Records for the exercise:
┄┄┄┄┄┄

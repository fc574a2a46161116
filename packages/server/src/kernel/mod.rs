//! Kernel module - server infrastructure and dependencies.

pub mod deps;
pub mod explanation_store;
pub mod openai_generator;
pub mod tavily_client;
pub mod test_dependencies;
pub mod traits;

pub use deps::{ModelSettings, ServerDeps};
pub use explanation_store::InMemoryExplanationStore;
pub use openai_generator::OpenAIGenerator;
pub use tavily_client::TavilyClient;
pub use test_dependencies::TestDependencies;
pub use traits::*;
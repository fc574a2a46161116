// Business domains
pub mod auth;
pub mod explain;
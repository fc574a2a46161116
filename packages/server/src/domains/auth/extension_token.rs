use anyhow::Result;
use jsonwebtoken::{decode, encode, Algorithm, DecodingKey, EncodingKey, Header, Validation};
use serde::{Deserialize, Serialize};

/// Lifetime of a credential issued to a paired extension.
pub const EXTENSION_TOKEN_TTL_HOURS: i64 = 12;

/// Claims carried by the signed extension credential
#[derive(Debug, Serialize, Deserialize, Clone, PartialEq, Eq)]
#[serde(rename_all = "camelCase")]
pub struct ExtensionClaims {
    pub sub: String, // user id
    #[serde(default, skip_serializing_if = "Option::is_none")]
    pub workspace_id: Option<String>,
    pub exp: i64,
    pub iat: i64,
}

/// Signs and verifies the `x-extension-token` credential (HS256)
#[derive(Clone)]
pub struct ExtensionTokenService {
    encoding_key: EncodingKey,
    decoding_key: DecodingKey,
}

impl ExtensionTokenService {
    pub fn new(secret: &str) -> Self {
        Self {
            encoding_key: EncodingKey::from_secret(secret.as_bytes()),
            decoding_key: DecodingKey::from_secret(secret.as_bytes()),
        }
    }

    /// Issue a credential valid for 12 hours
    pub fn sign(&self, user_id: &str, workspace_id: Option<&str>) -> Result<String> {
        self.sign_with_ttl(
            user_id,
            workspace_id,
            chrono::Duration::hours(EXTENSION_TOKEN_TTL_HOURS),
        )
    }

    pub fn sign_with_ttl(
        &self,
        user_id: &str,
        workspace_id: Option<&str>,
        ttl: chrono::Duration,
    ) -> Result<String> {
        let now = chrono::Utc::now();
        let claims = ExtensionClaims {
            sub: user_id.to_string(),
            workspace_id: workspace_id.map(String::from),
            exp: (now + ttl).timestamp(),
            iat: now.timestamp(),
        };

        encode(&Header::new(Algorithm::HS256), &claims, &self.encoding_key).map_err(Into::into)
    }

    /// Returns claims if the signature matches and the token has not expired
    pub fn verify(&self, token: &str) -> Result<ExtensionClaims> {
        let validation = Validation::new(Algorithm::HS256);

        decode::<ExtensionClaims>(token, &self.decoding_key, &validation)
            .map(|data| data.claims)
            .map_err(Into::into)
    }
}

┄┄┄┄┄┄

Directions:
Please repeat each line above exactly.

Exercise output:
repository fc574a2a46161116
filename packages/server/src/kernel/mod.rs
//! Kernel module - server infrastructure and dependencies.

pub mod deps;
pub mod explanation_store;
pub mod openai_generator;
pub mod tavily_client;
pub mod test_dependencies;
pub mod traits;

pub use deps::{ModelSettings, ServerDeps};
pub use explanation_store::InMemoryExplanationStore;
pub use openai_generator::OpenAIGenerator;
pub use tavily_client::TavilyClient;
pub use test_dependencies::TestDependencies;
pub use traits::*;
repository fc574a2a46161116
// Business domains
pub mod auth;
pub mod explain;
repository fc574a2a46161116
filename packages/server/src/domains/auth/extension_token.rs
use anyhow::Result;
use jsonwebtoken::{decode, encode, Algorithm, DecodingKey, EncodingKey, Header, Validation};
use serde::{Deserialize, Serialize};

/// Lifetime of a credential issued to a paired extension.
pub const EXTENSION_TOKEN_TTL_HOURS: i64 = 12;

/// Claims carried by the signed extension credential
#[derive(Debug, Serialize, Deserialize, Clone, PartialEq, Eq)]
#[serde(rename_all = "camelCase")]
pub struct ExtensionClaims {
    pub sub: String, // user id
    #[serde(default, skip_serializing_if = "Option::is_none")]
    pub workspace_id: Option<String>,
    pub exp: i64,
    pub iat: i64,
}

/// Signs and verifies the `x-extension-token` credential (HS256)
#[derive(Clone)]
pub struct ExtensionTokenService {
    encoding_key: EncodingKey,
    decoding_key: DecodingKey,
}

impl ExtensionTokenService {
    pub fn new(secret: &str) -> Self {
        Self {
            encoding_key: EncodingKey::from_secret(secret.as_bytes()),
            decoding_key: DecodingKey::from_secret(secret.as_bytes()),
        }
    }

    /// Issue a credential valid for 12 hours
    pub fn sign(&self, user_id: &str, workspace_id: Option<&str>) -> Result<String> {
        self.sign_with_ttl(
            user_id,
            workspace_id,
            chrono::Duration::hours(EXTENSION_TOKEN_TTL_HOURS),
        )
    }

    pub fn sign_with_ttl(
        &self,
        user_id: &str,
        workspace_id: Option<&str>,
        ttl: chrono::Duration,
    ) -> Result<String> {
        let now = chrono::Utc::now();
        let claims = ExtensionClaims {
            sub: user_id.to_string(),
            workspace_id: workspace_id.map(String::from),
            exp: (now + ttl).timestamp(),
            iat: now.timestamp(),
        };

        encode(&Header::new(Algorithm::HS256), &claims, &self.encoding_key).map_err(Into::into)
    }

    /// Returns claims if the signature matches and the token has not expired
    pub fn verify(&self, token: &str) -> Result<ExtensionClaims> {
        let validation = Validation::new(Algorithm::HS256);

        decode::<ExtensionClaims>(token, &self.decoding_key, &validation)
            .map(|data| data.claims)
            .map_err(Into::into)
    }
}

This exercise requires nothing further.